_WORK REQUEST_
Go through the records below and return each line that has "without" in it.

[Dataset entries]
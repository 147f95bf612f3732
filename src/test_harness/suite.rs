//! YAML-described parse case suites.
//!
//! A suite file is a YAML list of cases:
//!
//! ```yaml
//! - name: "struct without description"
//!   document: |
//!     structs:
//!       foo:
//!         fields:
//!           a: int
//!   expect_error: missing_field   # omit for cases that must parse cleanly
//!   allow_multiple: false         # optional, defaults to false
//!   skip: false                   # optional, defaults to false
//! ```

use std::fs;
use std::path::{Path, PathBuf};

use serde::Deserialize;
use thiserror::Error;
use walkdir::WalkDir;

use crate::parser::IdlParser;
use crate::test_harness::{HarnessFailure, ParseHarness};

/// A single case loaded from a suite file.
#[derive(Debug, Clone, Deserialize)]
pub struct SuiteCase {
    pub name: String,
    pub document: String,
    pub expect_error: Option<String>,
    #[serde(default)]
    pub allow_multiple: bool,
    #[serde(default)]
    pub skip: bool,
}

#[derive(Debug, Error)]
pub enum SuiteError {
    #[error("Failed to read {}: {source}", .path.display())]
    Io {
        path: PathBuf,
        source: std::io::Error,
    },
    #[error("Failed to parse suite {}: {source}", .path.display())]
    Yaml {
        path: PathBuf,
        source: serde_yaml::Error,
    },
}

#[derive(Debug, Clone, PartialEq, Eq)]
pub enum CaseOutcome {
    Passed,
    Failed(HarnessFailure),
    Skipped,
}

/// Totals for a suite run.
#[derive(Debug, Default)]
pub struct SuiteReport {
    pub passed: usize,
    pub failed: usize,
    pub skipped: usize,
    /// `file::case name` and the failure, in run order.
    pub failures: Vec<(String, HarnessFailure)>,
}

impl SuiteReport {
    pub fn is_success(&self) -> bool {
        self.failed == 0
    }
}

/// Discovers all YAML files recursively under the given root directory, in path order.
pub fn discover_yaml_files<P: AsRef<Path>>(root: P) -> Vec<PathBuf> {
    let mut files: Vec<PathBuf> = WalkDir::new(root)
        .into_iter()
        .filter_map(|e| e.ok())
        .filter(|e| {
            e.file_type().is_file()
                && e.path()
                    .extension()
                    .map(|ext| ext == "yaml" || ext == "yml")
                    .unwrap_or(false)
        })
        .map(|e| e.path().to_path_buf())
        .collect();
    files.sort();
    files
}

/// Load the cases of one suite file.
pub fn load_suite(path: &Path) -> Result<Vec<SuiteCase>, SuiteError> {
    let content = fs::read_to_string(path).map_err(|source| SuiteError::Io {
        path: path.to_path_buf(),
        source,
    })?;
    serde_yaml::from_str(&content).map_err(|source| SuiteError::Yaml {
        path: path.to_path_buf(),
        source,
    })
}

/// Runs one case through the harness without panicking.
pub fn run_case<P: IdlParser>(harness: &ParseHarness<P>, case: &SuiteCase) -> CaseOutcome {
    if case.skip {
        return CaseOutcome::Skipped;
    }
    let result = match case.expect_error.as_deref() {
        Some(error_id) => harness
            .check_parse_fails(&case.document, error_id, case.allow_multiple)
            .map(|_| ()),
        None => harness.check_parse_succeeds(&case.document).map(|_| ()),
    };
    match result {
        Ok(()) => CaseOutcome::Passed,
        Err(failure) => CaseOutcome::Failed(failure),
    }
}

/// Runs every suite file under `root`.
pub fn run_suites<P: IdlParser>(
    harness: &ParseHarness<P>,
    root: &Path,
) -> Result<SuiteReport, SuiteError> {
    let mut report = SuiteReport::default();
    for path in discover_yaml_files(root) {
        let file = path.display().to_string();
        for case in load_suite(&path)? {
            match run_case(harness, &case) {
                CaseOutcome::Passed => report.passed += 1,
                CaseOutcome::Skipped => {
                    eprintln!("skipped {}::{}", file, case.name);
                    report.skipped += 1;
                }
                CaseOutcome::Failed(failure) => {
                    report.failed += 1;
                    report.failures.push((format!("{}::{}", file, case.name), failure));
                }
            }
        }
    }
    Ok(report)
}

_REPLY TO THE TASK_
//! - name: "struct without description"
/// Runs one case through the harness without panicking.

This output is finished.